Discovery and characterization of programmable biological systems

About This Grant

Abstract The natural world is filled with fascinating proteins and the arms race between bacteria and viruses is a particularly rich reservoir for their discovery. Research in this area over the past decades has uncovered restriction enzymes for genetic mapping, T7 phage polymerase used in the production of mRNA vaccines, and Cas9 for genome editing, and motivates continued exploration into this genetic conflict for useful molecular machines. Bacteria have many defense strategies against foreign elements, including CRISPR-Cas systems, which typically provide immunity through RNA-guided nuclease activity, however, my work has uncovered new RNA-guided functions including CRISPR-associated transposases that perform RNA-targeted DNA insertion, and CRISPR- associated proteases that cleave protein substrates upon target RNA detection. These systems reveal exciting new biology and how diverse enzymes can acquire, or be acquired by, RNA-guided proteins and I believe only scratch the surface of programmable functions that exist in nature. Practically, the characterization of new RNA-guided functions will enable new capabilities in biology to alter and control cells based on genetic information.
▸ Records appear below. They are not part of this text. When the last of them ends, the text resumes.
// File: crates/cellplot-core/benches/render_bench.rs
// Summary: PNG rendering cost for long multi-series tables, with and without downsampling.

use anyhow::Result;
use cellplot_core::{render_with, ChartRequest, RenderOptions, SeriesSpec, Table};
use criterion::{criterion_group, criterion_main, Criterion, black_box};

fn build_table(n: usize) -> Table {
    let rows = (0..n)
        .map(|i| {
            let t = i as f64 * 0.01;
            vec![t, (t * 0.01).sin() * 60.0 - 30.0, (t * 0.02).cos(), (t * 0.005).sin()]
        })
        .collect();
    Table::from_rows(rows).expect("table")
}

fn bench_render(c: &mut Criterion) {
    let mut group = c.benchmark_group("render_png_bytes");
    let req = ChartRequest::new(0)
        .series(SeriesSpec::new(1, "V"))
        .series(SeriesSpec::new(2, "m"))
        .series(SeriesSpec::new(3, "x").dashed());
    for &n in &[10_000usize, 50_000usize] {
        let table = build_table(n);
        for max_points in [None, Some(2_000usize)] {
            let label = match max_points { Some(m) => format!("n{n}_lttb{m}"), None => format!("n{n}_full") };
            group.bench_function(label, |b| {
                let mut opts = RenderOptions::default();
                opts.draw_labels = false;
                opts.max_points = max_points;
                b.iter(|| -> Result<()> {
                    let chart = render_with(&table, &req, &opts)?;
                    black_box(chart.to_png_bytes()?);
                    Ok(())
                });
            });
        }
    }
    group.finish();
}

criterion_group!(benches, bench_render);
criterion_main!(benches);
The discovery of Cas9 and programmable nucleases opened the door for genome editing technology and I envision that additional programmable modalities could similarly transform biology and provide much needed molecular tools to interrogate the function and regulation of the human genome. Advances in DNA and RNA sequencing have provided insight into gene function, mutations that cause disease, and unique cell populations based on gene expression signatures, however, we lack the ability to alter and control cells based on their genomic and transcriptomic state. My goal is to discover and characterize proteins that are regulated via nucleic acid recognition and to harness these discoveries to engineer and control human cells.